Figure 10. Diagram explaining Lipinski’s rule of five (Chen et al., 2020)

Figure 11. Computed properties of molecule 25132610 according to section 3.1 of its PubChem database.

Limitations

Although PyRx is a computational biology software used in several professional research settings, in silico methods can only serve as predictions since they are simply mathematical values of how much energy it is supposed to take for the molecule to bind (Zoete et al., 2009). Wet lab techniques should be applied, for instance finding the 25132610 molecule and attempting to dock it to a PARP1 protein will be able to confirm the results.

It is also important to address potential flaws in PubChem’s search database feature. Relevance might not be a search variable for the most accurately sorted compounds from most to least similar. Since a small sample size was taken for compounds (5 out of 834), this can introduce potential underrepresentation of results. However, for conformers there were only 7 matching results on PubChem for structural similarity, so a sample of 5 can accurately represent the population of similar conformers to olaparib.

Future Research

Further studies with a larger library of compounds similar to olaparib could help identify molecules with stronger binding affinity to PARP1 than molecule 25132610. In addition, the safety and bioavailability of molecule 25132610 should be evaluated through in vivo trials. Given that it meets all criteria of Lipinski’s Rule of Five, its oral viability appears promising.

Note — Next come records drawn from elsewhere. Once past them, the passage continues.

//! QT3 catalog model
//!
//! A catalog file lists shared environments and test sets; each test set
//! lives in its own file with local environments and test cases. Relative
//! paths resolve against the directory of the file that declares them.

use std::collections::{HashMap, HashSet};
use std::path::{Path, PathBuf};

use roxmltree::Node;
use tracing::{debug, trace};

use crate::assertion::Assertion;
use crate::environment::Environment;
use crate::error::ConfigError;
use crate::xml::{self, SourceFile};

/// Dependency declarations of a test set or test case
#[derive(Debug, Clone, Default, PartialEq, Eq)]
pub struct Dependencies {
    /// Spec tags such as `XP20+`, split on whitespace
    pub specs: Vec<String>,
    pub features: Vec<String>,
    pub xml_version: Option<String>,
    pub xsd_version: Option<String>,
}

impl Dependencies {
    fn from_parent(parent: Node<'_, '_>, file: &SourceFile) -> Result<Self, ConfigError> {
        let mut dependencies = Dependencies::default();
        for dependency in xml::children(parent, "dependency") {
            let kind = xml::required_attribute(dependency, "type", file)?;
            let value = xml::required_attribute(dependency, "value", file)?;
            match kind {
                "spec" => dependencies
                    .specs
                    .extend(value.split_whitespace().map(str::to_string)),
                "feature" => dependencies.features.push(value.to_string()),
                "xml-version" => dependencies.xml_version = Some(value.to_string()),
                "xsd-version" => dependencies.xsd_version = Some(value.to_string()),
                // default-language, language, limits, calendar and anything
                // newer are accepted and ignored
                other => trace!(kind = other, value, "ignoring dependency"),
            }
        }
        Ok(dependencies)
    }
}

/// How a test case selects its environment
#[derive(Debug, Clone)]
pub enum EnvironmentRef {
    /// `<environment ref="..."/>`
    Named(String),
    /// An environment declared inside the test case
    Inline(Environment),
}

/// A single test case
#[derive(Debug, Clone)]
pub struct TestCase {
    /// `<test-set name>.<test-case name>`
    pub name: String,
    pub description: String,
    /// The expression under test
    pub test: String,
    /// The expected result
    pub result: Assertion,
    pub environment: Option<EnvironmentRef>,
    pub dependencies: Dependencies,
    /// Test-set file as declared in the catalog
    pub test_set_file: String,
}

impl TestCase {
    fn from_element(element: Node<'_, '_>, test_set: &TestSetHeader<'_>, file: &SourceFile) -> Result<Self, ConfigError> {
        let local_name = xml::required_attribute(element, "name", file)?;
        let name = format!("{}.{}", test_set.name, local_name);

        let test = xml::text(xml::required_child(element, "test", file)?).unwrap_or_default();

        let result_element = xml::required_child(element, "result", file)?;
        let expectation = result_element
            .children()
            .find(|child| child.is_element())
            .ok_or_else(|| ConfigError::catalog(&file.path, format!("test case {name} has an empty <result>")))?;
        let result = Assertion::from_element(expectation, file)?;

        let environment = match xml::child(element, "environment") {
            Some(env) => match env.attribute("ref") {
                Some(reference) => Some(EnvironmentRef::Named(reference.to_string())),
                None => Some(EnvironmentRef::Inline(Environment::from_element(env, file)?)),
            },
            None => None,
        };

        Ok(TestCase {
            name,
            description: description(element),
            test,
            result,
            environment,
            dependencies: Dependencies::from_parent(element, file)?,
            test_set_file: test_set.file.to_string(),
        })
    }

    /// Multi-line description for trace output
    pub fn dump(&self) -> String {
        let environment = match &self.environment {
            Some(EnvironmentRef::Named(reference)) => format!("Environment ref: {reference}"),
            Some(EnvironmentRef::Inline(environment)) => format!("Environment: {environment}"),
            None => "Environment: none".to_string(),
        };
        format!(
            "Test: {}\nDescription: {}\nTestset file: {}\nXpath test: {}\n{}",
            self.name, self.description, self.test_set_file, self.test, environment
        )
    }
}

/// A test set and its test cases
#[derive(Debug, Clone)]
pub struct TestSet {
    pub name: String,
    /// File as declared in the catalog
    pub file: String,
    /// Resolved location of the test-set file
    pub path: PathBuf,
    pub description: String,
    pub dependencies: Dependencies,
    /// Environments declared in this test set
    pub environments: HashMap<String, Environment>,
    pub test_cases: Vec<TestCase>,
}

struct TestSetHeader<'a> {
    name: &'a str,
    file: &'a str,
}

impl TestSet {
    /// Load the test-set file `file`, resolved against `base_dir`
    pub fn load(name: &str, file: &str, base_dir: &Path) -> Result<Self, ConfigError> {
        let source = SourceFile::read(&base_dir.join(file))?;
        let document = source.parse()?;
        let root = document.root_element();
        let header = TestSetHeader { name, file };

        let mut environments = HashMap::new();
        for element in xml::children(root, "environment") {
            let environment = Environment::from_element(element, &source)?;
            environments.insert(environment.name.clone(), environment);
        }

        let test_cases = xml::children(root, "test-case")
            .map(|element| TestCase::from_element(element, &header, &source))
            .collect::<Result<Vec<_>, _>>()?;

        debug!(test_set = name, cases = test_cases.len(), "loaded test set");

        Ok(TestSet {
            name: name.to_string(),
            file: file.to_string(),
            path: source.path.clone(),
            description: description(root),
            dependencies: Dependencies::from_parent(root, &source)?,
            environments,
            test_cases,
        })
    }
}

/// A loaded catalog: shared environments and test sets in catalog order
#[derive(Debug, Clone)]
pub struct Catalog {
    pub path: PathBuf,
    pub environments: HashMap<String, Environment>,
    pub test_sets: Vec<TestSet>,
}

impl Catalog {
    /// Load a catalog file and every test set it references
    pub fn load(path: &Path) -> Result<Self, ConfigError> {
        let source = SourceFile::read(path)?;
        let document = source.parse()?;
        let root = document.root_element();

        let mut environments = HashMap::new();
        for element in xml::children(root, "environment") {
            let environment = Environment::from_element(element, &source)?;
            environments.insert(environment.name.clone(), environment);
        }

        let mut seen = HashSet::new();
        let mut test_sets = Vec::new();
        for element in xml::children(root, "test-set") {
            let name = xml::required_attribute(element, "name", &source)?;
            let file = xml::required_attribute(element, "file", &source)?;
            if !seen.insert(name) {
                return Err(ConfigError::DuplicateTestSet { name: name.to_string() });
            }
            test_sets.push(TestSet::load(name, file, &source.base_dir)?);
        }

        debug!(catalog = %path.display(), test_sets = test_sets.len(), "loaded catalog");

        Ok(Catalog {
            path: path.to_path_buf(),
            environments,
            test_sets,
        })
    }

    /// Number of test cases across all test sets
    pub fn test_case_count(&self) -> usize {
        self.test_sets.iter().map(|set| set.test_cases.len()).sum()
    }
}

fn description(element: Node<'_, '_>) -> String {
    xml::child(element, "description")
        .and_then(xml::text)
        .unwrap_or_default()
}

The present study has identified molecule 25132610 as a promising alternative to current drugs used for breast-cancer treatment, due to it using up less kcal/mol to bind to PARP1. These findings demonstrate the potential of computational biology to accelerate drug development, ultimately improving the effectiveness and efficiency of treatments for life-threatening diseases such as breast cancer.